Your input/advice is greatly appreciated!

 

[MikeHalloran]

No. You have to model the whole system.

However, you don't need CFD to do it, or at least not _all_ of it.

ASHRAE publishes a (thick and expensive) handbook that gives coefficients for sizing ductwork in most imaginable geometries. You can probably find pieces of those tables of coefficients at sites of people who supply them, and you can probably find a spreadsheet or two that can use the the coefficients to model the system segment by segment.

Engine manufacturers also publish application manuals that typically include at least a small selection of the ASHRAE numbers, too.

The point is, you can scrounge up a set of tools that are good enough to model the piping exclusive of the splitter, without spending a fortune on CFD.

Assume that the flow is isothermal; i.e., use the turbo exit conditions for the whole pipe. That's slightly conservative.

Most exhaust systems get larger as they get farther away from the turbo, and almost all include a short radius ell right at the turbo. The biggest single improvement you can usually make is to upsize that ell, even if it means that your turbo flange has a step inside it.

Also include at least one 1/4" NPT pyrometer/pressure port in your turbo flange. Engine manufacturers mostly specify backpressure limits measured there, but turbo manufacturers never include a port for that purpose. Beats me.

The splitter is problematic. First you have to model the pipes downstream of it. Use an arbitrary flow, say half the engine flow, and find the pressure drop for each pipe individually. Then compute a 'resistance' for each pipe in order to evaluate how they will affect the flow.

Kirchoff's and Ohm's laws both apply for pipes for liquids and low pressure gas, except for that pesky square law resistance stuff.
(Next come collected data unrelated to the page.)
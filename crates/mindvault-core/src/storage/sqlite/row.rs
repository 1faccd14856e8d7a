//! Entry row type for database queries.

use chrono::{DateTime, Utc};
use uuid::Uuid;

use crate::crypto::SealedRecord;
use crate::error::{MindvaultError, Result};
use crate::journal::Attachment;
use crate::storage::types::StoredEntry;

/// Raw row data from the entries table, before parsing into domain types.
#[derive(Debug)]
pub struct EntryRow {
    pub id: String,
    pub content_enc: String,
    pub nonce: String,
    pub auth_tag: String,
    pub emotion: String,
    pub stress: i64,
    pub mood_score: i64,
    pub tags_json: Option<String>,
    pub attachments_json: Option<String>,
    pub created_at: String,
    pub edited_at: Option<String>,
}

fn score_from_column(value: i64, column: &str) -> Result<u8> {
    u8::try_from(value)
        .ok()
        .filter(|score| *score <= 100)
        .ok_or_else(|| MindvaultError::Storage(format!("Invalid {} value: {}", column, value)))
}

impl TryFrom<EntryRow> for StoredEntry {
    type Error = MindvaultError;

    fn try_from(row: EntryRow) -> Result<Self> {
        let id = Uuid::parse_str(&row.id)
            .map_err(|e| MindvaultError::Storage(format!("Invalid entry UUID: {}", e)))?;
        let emotion = row
            .emotion
            .parse()
            .map_err(|_| MindvaultError::Storage(format!("Invalid emotion label: {}", row.emotion)))?;
        let stress = score_from_column(row.stress, "stress")?;
        let mood_score = score_from_column(row.mood_score, "mood_score")?;
        let created_at = DateTime::parse_from_rfc3339(&row.created_at)
            .map_err(|e| MindvaultError::Storage(format!("Invalid timestamp: {}", e)))?
            .with_timezone(&Utc);
        let edited_at = row
            .edited_at
            .as_deref()
            .map(|value| {
                DateTime::parse_from_rfc3339(value)
                    .map(|parsed| parsed.with_timezone(&Utc))
                    .map_err(|e| MindvaultError::Storage(format!("Invalid edited_at: {}", e)))
            })
            .transpose()?;
        let tags: Vec<String> = match row.tags_json {
            Some(ref value) => serde_json::from_str(value)
                .map_err(|e| MindvaultError::Storage(format!("Invalid tags JSON: {}", e)))?,
            None => Vec::new(),
        };
        let attachments: Vec<Attachment> = match row.attachments_json {
            Some(ref value) => serde_json::from_str(value)
                .map_err(|e| MindvaultError::Storage(format!("Invalid attachments JSON: {}", e)))?,
            None => Vec::new(),
        };

        Ok(StoredEntry {
            id,
            body: SealedRecord {
                ciphertext: row.content_enc,
                nonce: row.nonce,
                tag: row.auth_tag,
            },
            emotion,
            stress,
            mood_score,
            tags,
            attachments,
            created_at,
            edited_at,
        })
    }
}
I.e. for liquids, the actual units for Cv are gpm/sqrt(psid). Similarly for gas.

ASHRAE does include _some_ splitter geometries, but maybe not yours, and the tables are not easily found elsewhere. Maybe you can use the CFD just for that, and spreadsheets for the remainder and the summation.







Mike Halloran
Pembroke Pines, FL, USA

 

[zdas04]

One point that Mike hinted at that can't be overstated--flow in the duct is NOT incompressible, so all of the fluid-flow correlations that started with Bernoulli (basically all of them) don't work very well. The stuff in most CFD models is based on incompressible flow and the expensive results are mostly worthless. The ASHRAE correlations are based on real flows and have a much greater possibility of predicting performance.

David

 

[stanier]

If it takes 5 days to run a model that may produce results that are dubious why not consider building a 12" to the foot scale model and test the system?

 

[purplemonkey]

Thanks for the responses guys. I will look into the ASHREA readings to see if I can find anything of value to apply to my system.
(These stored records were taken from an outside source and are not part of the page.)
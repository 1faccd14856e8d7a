//! Read/write paths over a store and the field cipher.
//!
//! The service owns the only places plaintext crosses the storage
//! boundary: `seal` exactly once per create and once per edit, `open`
//! once per fetched record. A record that will not open is degraded to an
//! empty body; its metadata survives and the rest of the batch is never
//! affected.

use chrono::Utc;
use serde::Serialize;
use uuid::Uuid;

use crate::classify::{MoodClassifier, NeutralFallback};
use crate::crypto::{FieldCipher, KeySource};
use crate::error::{MindvaultError, Result};
use crate::journal::{
    mood_score, normalize_attachments, normalize_tags, Attachment, Emotion, Mood,
};
use crate::storage::{EntryFilter, JournalStore, NewStoredEntry, StoredEntry};

/// Default window for plain listing (newest first).
pub const DEFAULT_LIST_LIMIT: usize = 50;

/// Default window for filtered search.
pub const DEFAULT_SEARCH_LIMIT: usize = 100;

/// A journal entry as callers see it: body decrypted, or empty when the
/// sealed record would not open.
#[derive(Debug, Clone, Serialize)]
pub struct EntryView {
    pub id: Uuid,
    /// Decrypted body; empty string when the content is unavailable.
    pub content: String,
    pub emotion: Emotion,
    pub stress: u8,
    pub mood_score: u8,
    pub tags: Vec<String>,
    pub attachments: Vec<Attachment>,
    pub created_at: chrono::DateTime<Utc>,
    pub edited_at: Option<chrono::DateTime<Utc>>,
}

/// Receipt returned from entry creation.
#[derive(Debug, Clone, Serialize)]
pub struct CreateReceipt {
    pub id: Uuid,
    pub emotion: Emotion,
    pub stress: u8,
    pub mood_score: u8,
}

/// Changes to apply to an existing entry. Absent fields are untouched;
/// a present `text` re-seals the body under a completely fresh triple.
#[derive(Debug, Clone, Default)]
pub struct EntryUpdate {
    pub text: Option<String>,
    pub tags: Option<Vec<String>>,
    pub attachments: Option<Vec<Attachment>>,
}

/// The journal service: store + cipher + classifier.
pub struct Journal<S: JournalStore> {
    store: S,
    cipher: FieldCipher,
    classifier: Box<dyn MoodClassifier>,
}

impl<S: JournalStore> Journal<S> {
    /// Build a journal with the default neutral-fallback classifier.
    pub fn new(store: S, cipher: FieldCipher) -> Self {
        Self::with_classifier(store, cipher, Box::new(NeutralFallback))
    }

    /// Build a journal with an external classifier implementation.
    pub fn with_classifier(
        store: S,
        cipher: FieldCipher,
        classifier: Box<dyn MoodClassifier>,
    ) -> Self {
        Self {
            store,
            cipher,
            classifier,
        }
    }

    /// Where the process key came from; degraded sources should be
    /// surfaced to the operator at startup.
    pub fn key_source(&self) -> KeySource {
        self.cipher.key_source()
    }

    /// Create an entry: classify (unless the caller supplied a mood),
    /// seal the body once, persist.
    ///
    /// # Errors
    ///
    /// Returns `MindvaultError::InvalidInput` for an empty body and
    /// `MindvaultError::Crypto` if sealing fails (fatal; nothing is
    /// written).
    pub fn create(
        &mut self,
        text: &str,
        tags: Vec<String>,
        attachments: Vec<Attachment>,
        mood: Option<Mood>,
    ) -> Result<CreateReceipt> {
        if text.is_empty() {
            return Err(MindvaultError::InvalidInput("text required".to_string()));
        }

        let Mood { emotion, stress } = mood.unwrap_or_else(|| self.classifier.classify(text));
        let stress = stress.min(100);
        let score = mood_score(stress);

        let body = self.cipher.seal(text)?;
        let entry = NewStoredEntry::new(body, emotion, stress, score)
            .with_tags(normalize_tags(&tags))
            .with_attachments(normalize_attachments(&attachments));
        let id = self.store.insert_entry(&entry)?;

        Ok(CreateReceipt {
            id,
            emotion,
            stress,
            mood_score: score,
        })
    }

    /// Fetch a single entry, decrypting its body.
    pub fn entry(&self, id: &Uuid) -> Result<Option<EntryView>> {
        Ok(self.store.get_entry(id)?.map(|entry| self.view(entry)))
    }

    /// List the newest entries (default window of [`DEFAULT_LIST_LIMIT`]).
    pub fn list(&self, limit: Option<usize>) -> Result<Vec<EntryView>> {
        let filter = EntryFilter::new().limit(limit.unwrap_or(DEFAULT_LIST_LIMIT));
        self.fetch(&filter)
    }

    /// Search by tag and/or emotion over the plaintext metadata columns.
    /// Encrypted bodies cannot be searched; this is the deliberate
    /// trade-off of leaving metadata unencrypted.
    pub fn search(
        &self,
        tag: Option<String>,
        emotion: Option<Emotion>,
        limit: Option<usize>,
    ) -> Result<Vec<EntryView>> {
        let mut filter = EntryFilter::new().limit(limit.unwrap_or(DEFAULT_SEARCH_LIMIT));
        if let Some(tag) = tag {
            filter = filter.tag(tag);
        }
        if let Some(emotion) = emotion {
            filter = filter.emotion(emotion);
        }
        self.fetch(&filter)
    }

    /// Apply an update. A new body is sealed once and replaces the entire
    /// previous triple; the old ciphertext, nonce, and tag are discarded.
    ///
    /// # Errors
    ///
    /// Returns `MindvaultError::EntryNotFound` if the entry does not
    /// exist.
    pub fn edit(&mut self, id: &Uuid, update: EntryUpdate) -> Result<()> {
        if self.store.get_entry(id)?.is_none() {
            return Err(MindvaultError::EntryNotFound(*id));
        }

        if let Some(ref text) = update.text {
            let body = self.cipher.seal(text)?;
            self.store.replace_body(id, &body, Utc::now())?;
        }
        if let Some(ref tags) = update.tags {
            self.store.replace_tags(id, &normalize_tags(tags))?;
        }
        if let Some(ref attachments) = update.attachments {
            self.store
                .replace_attachments(id, &normalize_attachments(attachments))?;
        }

        Ok(())
    }

    /// Delete an entry, destroying its sealed triple with it.
    ///
    /// # Returns
    ///
    /// Returns `true` if an entry was removed; deleting a missing entry
    /// is not an error.
    pub fn delete(&mut self, id: &Uuid) -> Result<bool> {
        self.store.delete_entry(id)
    }

    fn fetch(&self, filter: &EntryFilter) -> Result<Vec<EntryView>> {
        let entries = self.store.list_entries(filter)?;
        Ok(entries.into_iter().map(|entry| self.view(entry)).collect())
    }

    /// Decrypt one stored entry into its caller-facing view. Failure to
    /// open degrades that record to an empty body; metadata is kept.
    fn view(&self, entry: StoredEntry) -> EntryView {
        let content = self.cipher.open(&entry.body).unwrap_or_default();
        EntryView {
            id: entry.id,
            content,
            emotion: entry.emotion,
            stress: entry.stress,
            mood_score: entry.mood_score,
            tags: entry.tags,
            attachments: entry.attachments,
            created_at: entry.created_at,
            edited_at: entry.edited_at,
        }
    }
}

#[cfg(test)]
mod tests {
    use super::*;
    use crate::crypto::SealedRecord;
    use crate::storage::SqliteJournalStore;

    fn test_journal() -> Journal<SqliteJournalStore> {
        let store = SqliteJournalStore::in_memory().expect("in-memory store");
        let cipher = FieldCipher::from_config(None).expect("cipher");
        Journal::new(store, cipher)
    }

    #[test]
    fn test_create_uses_fallback_classifier() {
        let mut journal = test_journal();
        let receipt = journal
            .create("I felt anxious today", vec![], vec![], None)
            .unwrap();

        assert_eq!(receipt.emotion, Emotion::Neutral);
        assert_eq!(receipt.stress, 50);
        assert_eq!(receipt.mood_score, 50);
    }

    #[test]
    fn test_create_honors_supplied_mood() {
        let mut journal = test_journal();
        let mood = Mood {
            emotion: Emotion::Anxious,
            stress: 80,
        };
        let receipt = journal
            .create("rough day", vec![], vec![], Some(mood))
            .unwrap();

        assert_eq!(receipt.emotion, Emotion::Anxious);
        assert_eq!(receipt.stress, 80);
        assert_eq!(receipt.mood_score, 20);
    }

    #[test]
    fn test_empty_text_rejected() {
        let mut journal = test_journal();
        assert!(matches!(
            journal.create("", vec![], vec![], None),
            Err(MindvaultError::InvalidInput(_))
        ));
    }

    #[test]
    fn test_read_back_plaintext() {
        let mut journal = test_journal();
        let receipt = journal
            .create("I felt anxious today", vec!["work".to_string()], vec![], None)
            .unwrap();

        let view = journal.entry(&receipt.id).unwrap().unwrap();
        assert_eq!(view.content, "I felt anxious today");
        assert_eq!(view.tags, vec!["work".to_string()]);
        assert!(view.edited_at.is_none());
    }

    #[test]
    fn test_batch_survives_one_corrupt_record() {
        let mut journal = test_journal();
        let mut ids = Vec::new();
        for i in 0..5 {
            let receipt = journal
                .create(&format!("entry number {}", i), vec![], vec![], None)
                .unwrap();
            ids.push(receipt.id);
        }

        // Clobber one record's triple with garbage that will never verify.
        let garbage = SealedRecord {
            ciphertext: "Z2FyYmFnZQ==".to_string(),
            nonce: "AAAAAAAAAAAAAAAA".to_string(),
            tag: "AAAAAAAAAAAAAAAAAAAAAA==".to_string(),
        };
        journal
            .store
            .replace_body(&ids[2], &garbage, Utc::now())
            .unwrap();

        let views = journal.list(None).unwrap();
        assert_eq!(views.len(), 5);

        let corrupted = views.iter().find(|view| view.id == ids[2]).unwrap();
        assert_eq!(corrupted.content, "");
        // Metadata survives even when the body does not open.
        assert_eq!(corrupted.emotion, Emotion::Neutral);
        assert_eq!(corrupted.stress, 50);

        for view in views.iter().filter(|view| view.id != ids[2]) {
            assert!(view.content.starts_with("entry number "));
        }
    }

    #[test]
    fn test_edit_reseals_whole_triple() {
        let mut journal = test_journal();
        let receipt = journal.create("v1", vec![], vec![], None).unwrap();

        let before = journal.store.get_entry(&receipt.id).unwrap().unwrap().body;
        journal
            .edit(
                &receipt.id,
                EntryUpdate {
                    text: Some("v2".to_string()),
                    ..Default::default()
                },
            )
            .unwrap();
        let after = journal.store.get_entry(&receipt.id).unwrap().unwrap();

        assert_ne!(after.body.ciphertext, before.ciphertext);
        assert_ne!(after.body.nonce, before.nonce);
        assert_ne!(after.body.tag, before.tag);
        assert!(after.edited_at.is_some());

        let view = journal.entry(&receipt.id).unwrap().unwrap();
        assert_eq!(view.content, "v2");
    }

    #[test]
    fn test_edit_missing_entry_fails() {
        let mut journal = test_journal();
        let missing = Uuid::new_v4();
        assert!(matches!(
            journal.edit(&missing, EntryUpdate::default()),
            Err(MindvaultError::EntryNotFound(id)) if id == missing
        ));
    }

    #[test]
    fn test_edit_replaces_tags_only() {
        let mut journal = test_journal();
        let receipt = journal
            .create("text stays", vec!["old".to_string()], vec![], None)
            .unwrap();

        journal
            .edit(
                &receipt.id,
                EntryUpdate {
                    tags: Some(vec!["new".to_string()]),
                    ..Default::default()
                },
            )
            .unwrap();

        let view = journal.entry(&receipt.id).unwrap().unwrap();
        assert_eq!(view.content, "text stays");
        assert_eq!(view.tags, vec!["new".to_string()]);
        // Tags-only edits do not re-seal the body.
        assert!(view.edited_at.is_none());
    }

    #[test]
    fn test_oversized_input_is_capped() {
        let mut journal = test_journal();
        let tags: Vec<String> = (0..20).map(|i| format!("tag-{}", i)).collect();
        let attachments: Vec<Attachment> = (0..5)
            .map(|i| Attachment {
                kind: format!("image/png-{}", i),
                data: "data".to_string(),
            })
            .collect();

        let receipt = journal
            .create("capped", tags, attachments, None)
            .unwrap();
        let view = journal.entry(&receipt.id).unwrap().unwrap();

        assert_eq!(view.tags.len(), crate::journal::MAX_TAGS);
        assert_eq!(view.attachments.len(), crate::journal::MAX_ATTACHMENTS);
    }

    #[test]
    fn test_search_by_tag_and_emotion() {
        let mut journal = test_journal();
        let anxious = Mood {
            emotion: Emotion::Anxious,
            stress: 70,
        };
        journal
            .create("work worry", vec!["work".to_string()], vec![], Some(anxious))
            .unwrap();
        journal
            .create("home note", vec!["home".to_string()], vec![], None)
            .unwrap();

        let by_tag = journal.search(Some("work".to_string()), None, None).unwrap();
        assert_eq!(by_tag.len(), 1);
        assert_eq!(by_tag[0].content, "work worry");

        let by_emotion = journal.search(None, Some(Emotion::Anxious), None).unwrap();
        assert_eq!(by_emotion.len(), 1);

        let both = journal
            .search(Some("home".to_string()), Some(Emotion::Anxious), None)
            .unwrap();
        assert!(both.is_empty());
    }

    #[test]
    fn test_delete_is_idempotent() {
        let mut journal = test_journal();
        let receipt = journal.create("short lived", vec![], vec![], None).unwrap();

        assert!(journal.delete(&receipt.id).unwrap());
        assert!(!journal.delete(&receipt.id).unwrap());
        assert!(journal.entry(&receipt.id).unwrap().is_none());
    }
}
As for building a scaled model, the company I work for unfortunetly will never go to that extreme to prove a pressure differential. As silly as it may seem, they are opting to build the exhaust system as a prototype and do testing on it first before making any changes.
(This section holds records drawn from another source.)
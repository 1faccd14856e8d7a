//! Storage layer: trait, data types, and the SQLite backend.

pub mod sqlite;
pub mod traits;
pub mod types;

pub use sqlite::SqliteJournalStore;
pub use traits::JournalStore;
pub use types::{EntryFilter, NewStoredEntry, StoredEntry};
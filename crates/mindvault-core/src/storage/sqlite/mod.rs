//! SQLite storage backend.
//!
//! Entry bodies arrive already sealed, so the database file itself is
//! plain SQLite: the three sealed columns are opaque text, while emotion,
//! scores, tags, and timestamps stay as ordinary indexed columns the
//! filter queries run against.

mod row;

use std::path::Path;
use std::sync::{Mutex, MutexGuard};

use chrono::{DateTime, Utc};
use rusqlite::{Connection, OptionalExtension};
use uuid::Uuid;

use crate::crypto::SealedRecord;
use crate::error::{MindvaultError, Result};
use crate::journal::Attachment;
use crate::storage::traits::JournalStore;
use crate::storage::types::{EntryFilter, NewStoredEntry, StoredEntry};

use row::EntryRow;

const SCHEMA: &str = r#"
    CREATE TABLE IF NOT EXISTS entries (
        id TEXT PRIMARY KEY,
        content_enc TEXT NOT NULL,
        nonce TEXT NOT NULL,
        auth_tag TEXT NOT NULL,
        emotion TEXT NOT NULL,
        stress INTEGER NOT NULL,
        mood_score INTEGER NOT NULL,
        tags_json TEXT,
        attachments_json TEXT,
        created_at TEXT NOT NULL,
        edited_at TEXT
    );

    CREATE INDEX IF NOT EXISTS entries_emotion ON entries(emotion);
    CREATE INDEX IF NOT EXISTS entries_created_at ON entries(created_at);
"#;

const SELECT_COLUMNS: &str = "id, content_enc, nonce, auth_tag, emotion, stress, mood_score, \
                              tags_json, attachments_json, created_at, edited_at";

/// SQLite-backed journal store.
pub struct SqliteJournalStore {
    conn: Mutex<Connection>,
}

impl SqliteJournalStore {
    /// Open (or create) a journal database at the given path.
    pub fn open(path: &Path) -> Result<Self> {
        let conn = Connection::open(path)?;
        Self::from_connection(conn)
    }

    /// Open an in-memory store. Useful for tests and throwaway sessions;
    /// contents die with the process.
    pub fn in_memory() -> Result<Self> {
        let conn = Connection::open_in_memory()?;
        Self::from_connection(conn)
    }

    fn from_connection(conn: Connection) -> Result<Self> {
        conn.execute_batch(SCHEMA)?;
        Ok(Self {
            conn: Mutex::new(conn),
        })
    }

    /// Lock the database connection, returning an error if the mutex is
    /// poisoned.
    fn lock_conn(&self) -> Result<MutexGuard<'_, Connection>> {
        self.conn
            .lock()
            .map_err(|_| MindvaultError::Storage("SQLite connection poisoned".to_string()))
    }

    fn tags_to_json(tags: &[String]) -> Result<Option<String>> {
        if tags.is_empty() {
            Ok(None)
        } else {
            Ok(Some(serde_json::to_string(tags).map_err(|e| {
                MindvaultError::Storage(format!("Failed to serialize tags: {}", e))
            })?))
        }
    }

    fn attachments_to_json(attachments: &[Attachment]) -> Result<Option<String>> {
        if attachments.is_empty() {
            Ok(None)
        } else {
            Ok(Some(serde_json::to_string(attachments).map_err(|e| {
                MindvaultError::Storage(format!("Failed to serialize attachments: {}", e))
            })?))
        }
    }

    fn row_from_query(row: &rusqlite::Row<'_>) -> rusqlite::Result<EntryRow> {
        Ok(EntryRow {
            id: row.get(0)?,
            content_enc: row.get(1)?,
            nonce: row.get(2)?,
            auth_tag: row.get(3)?,
            emotion: row.get(4)?,
            stress: row.get(5)?,
            mood_score: row.get(6)?,
            tags_json: row.get(7)?,
            attachments_json: row.get(8)?,
            created_at: row.get(9)?,
            edited_at: row.get(10)?,
        })
    }
}

impl JournalStore for SqliteJournalStore {
    fn insert_entry(&mut self, entry: &NewStoredEntry) -> Result<Uuid> {
        let conn = self.lock_conn()?;

        let id = Uuid::new_v4();
        let created_at = entry.created_at.unwrap_or_else(Utc::now);
        let tags_json = Self::tags_to_json(&entry.tags)?;
        let attachments_json = Self::attachments_to_json(&entry.attachments)?;

        conn.execute(
            r#"
            INSERT INTO entries (
                id,
                content_enc,
                nonce,
                auth_tag,
                emotion,
                stress,
                mood_score,
                tags_json,
                attachments_json,
                created_at,
                edited_at
            )
            VALUES (?, ?, ?, ?, ?, ?, ?, ?, ?, ?, NULL)
            "#,
            (
                id.to_string(),
                &entry.body.ciphertext,
                &entry.body.nonce,
                &entry.body.tag,
                entry.emotion.as_str(),
                entry.stress as i64,
                entry.mood_score as i64,
                tags_json,
                attachments_json,
                created_at.to_rfc3339(),
            ),
        )?;

        Ok(id)
    }

    fn get_entry(&self, id: &Uuid) -> Result<Option<StoredEntry>> {
        let conn = self.lock_conn()?;

        let result = conn
            .query_row(
                &format!("SELECT {} FROM entries WHERE id = ?", SELECT_COLUMNS),
                [id.to_string()],
                Self::row_from_query,
            )
            .optional()?;

        match result {
            Some(row) => Ok(Some(row.try_into()?)),
            None => Ok(None),
        }
    }

    fn list_entries(&self, filter: &EntryFilter) -> Result<Vec<StoredEntry>> {
        let conn = self.lock_conn()?;

        let mut conditions: Vec<String> = Vec::new();
        let mut params: Vec<Box<dyn rusqlite::ToSql>> = Vec::new();

        if let Some(ref tag) = filter.tag {
            conditions.push(
                "tags_json IS NOT NULL AND EXISTS (SELECT 1 FROM json_each(tags_json) WHERE value = ?)"
                    .to_string(),
            );
            params.push(Box::new(tag.clone()));
        }

        if let Some(emotion) = filter.emotion {
            conditions.push("emotion = ?".to_string());
            params.push(Box::new(emotion.as_str().to_string()));
        }

        let mut query = format!("SELECT {} FROM entries", SELECT_COLUMNS);
        if !conditions.is_empty() {
            query.push_str(" WHERE ");
            query.push_str(&conditions.join(" AND "));
        }
        query.push_str(" ORDER BY created_at DESC");

        if let Some(limit) = filter.limit {
            query.push_str(" LIMIT ?");
            params.push(Box::new(limit as i64));
        }

        let mut stmt = conn.prepare(&query)?;
        let rows = stmt.query_map(
            rusqlite::params_from_iter(params.iter()),
            Self::row_from_query,
        )?;

        let mut entries = Vec::new();
        for row in rows {
            entries.push(row?.try_into()?);
        }

        Ok(entries)
    }

    fn replace_body(
        &mut self,
        id: &Uuid,
        body: &SealedRecord,
        edited_at: DateTime<Utc>,
    ) -> Result<()> {
        let conn = self.lock_conn()?;

        let updated = conn.execute(
            "UPDATE entries SET content_enc = ?, nonce = ?, auth_tag = ?, edited_at = ? WHERE id = ?",
            (
                &body.ciphertext,
                &body.nonce,
                &body.tag,
                edited_at.to_rfc3339(),
                id.to_string(),
            ),
        )?;

        if updated == 0 {
            return Err(MindvaultError::EntryNotFound(*id));
        }
        Ok(())
    }

    fn replace_tags(&mut self, id: &Uuid, tags: &[String]) -> Result<()> {
        let conn = self.lock_conn()?;

        let tags_json = Self::tags_to_json(tags)?;
        let updated = conn.execute(
            "UPDATE entries SET tags_json = ? WHERE id = ?",
            (tags_json, id.to_string()),
        )?;

        if updated == 0 {
            return Err(MindvaultError::EntryNotFound(*id));
        }
        Ok(())
    }

    fn replace_attachments(&mut self, id: &Uuid, attachments: &[Attachment]) -> Result<()> {
        let conn = self.lock_conn()?;

        let attachments_json = Self::attachments_to_json(attachments)?;
        let updated = conn.execute(
            "UPDATE entries SET attachments_json = ? WHERE id = ?",
            (attachments_json, id.to_string()),
        )?;

        if updated == 0 {
            return Err(MindvaultError::EntryNotFound(*id));
        }
        Ok(())
    }

    fn delete_entry(&mut self, id: &Uuid) -> Result<bool> {
        let conn = self.lock_conn()?;

        let deleted = conn.execute("DELETE FROM entries WHERE id = ?", [id.to_string()])?;
        Ok(deleted > 0)
    }
}
//! Pluggable mood classification seam.
//!
//! Scoring an entry's emotional tone is an external concern (the
//! reference deployment posts the text to an AI sidecar). The core only
//! defines the seam and the fallback used when no classifier is wired up
//! or the external one is unreachable.

use crate::journal::{Emotion, Mood};

/// Stress score assumed when classification is unavailable.
pub const FALLBACK_STRESS: u8 = 50;

/// Produces an emotion/stress pair for a plaintext entry body.
///
/// Implementations see plaintext before it is sealed; they must not
/// retain it. Classification happens on the write path only, so a slow
/// or failing implementation should fall back internally rather than
/// error; the write path treats the returned mood as authoritative.
pub trait MoodClassifier: Send + Sync {
    fn classify(&self, text: &str) -> Mood;
}

/// Default classifier: neutral emotion, mid-scale stress.
///
/// Matches the behavior of a deployment whose external classifier is
/// down: entries are still written, just without a meaningful score.
pub struct NeutralFallback;

impl MoodClassifier for NeutralFallback {
    fn classify(&self, _text: &str) -> Mood {
        Mood {
            emotion: Emotion::Neutral,
            stress: FALLBACK_STRESS,
        }
    }
}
Using CFD is something I initiated on my own time in order to see how well the original design worked.

Thanks again for the help!

 

[MikeHalloran]

You already know enough to suggest upsizing the prototype where possible. At least suggest that.

I worked on exhaust systems for a little over 450 different boats. Exactly one of them had an exhaust component that was too big.



Mike Halloran
Pembroke Pines, FL, USA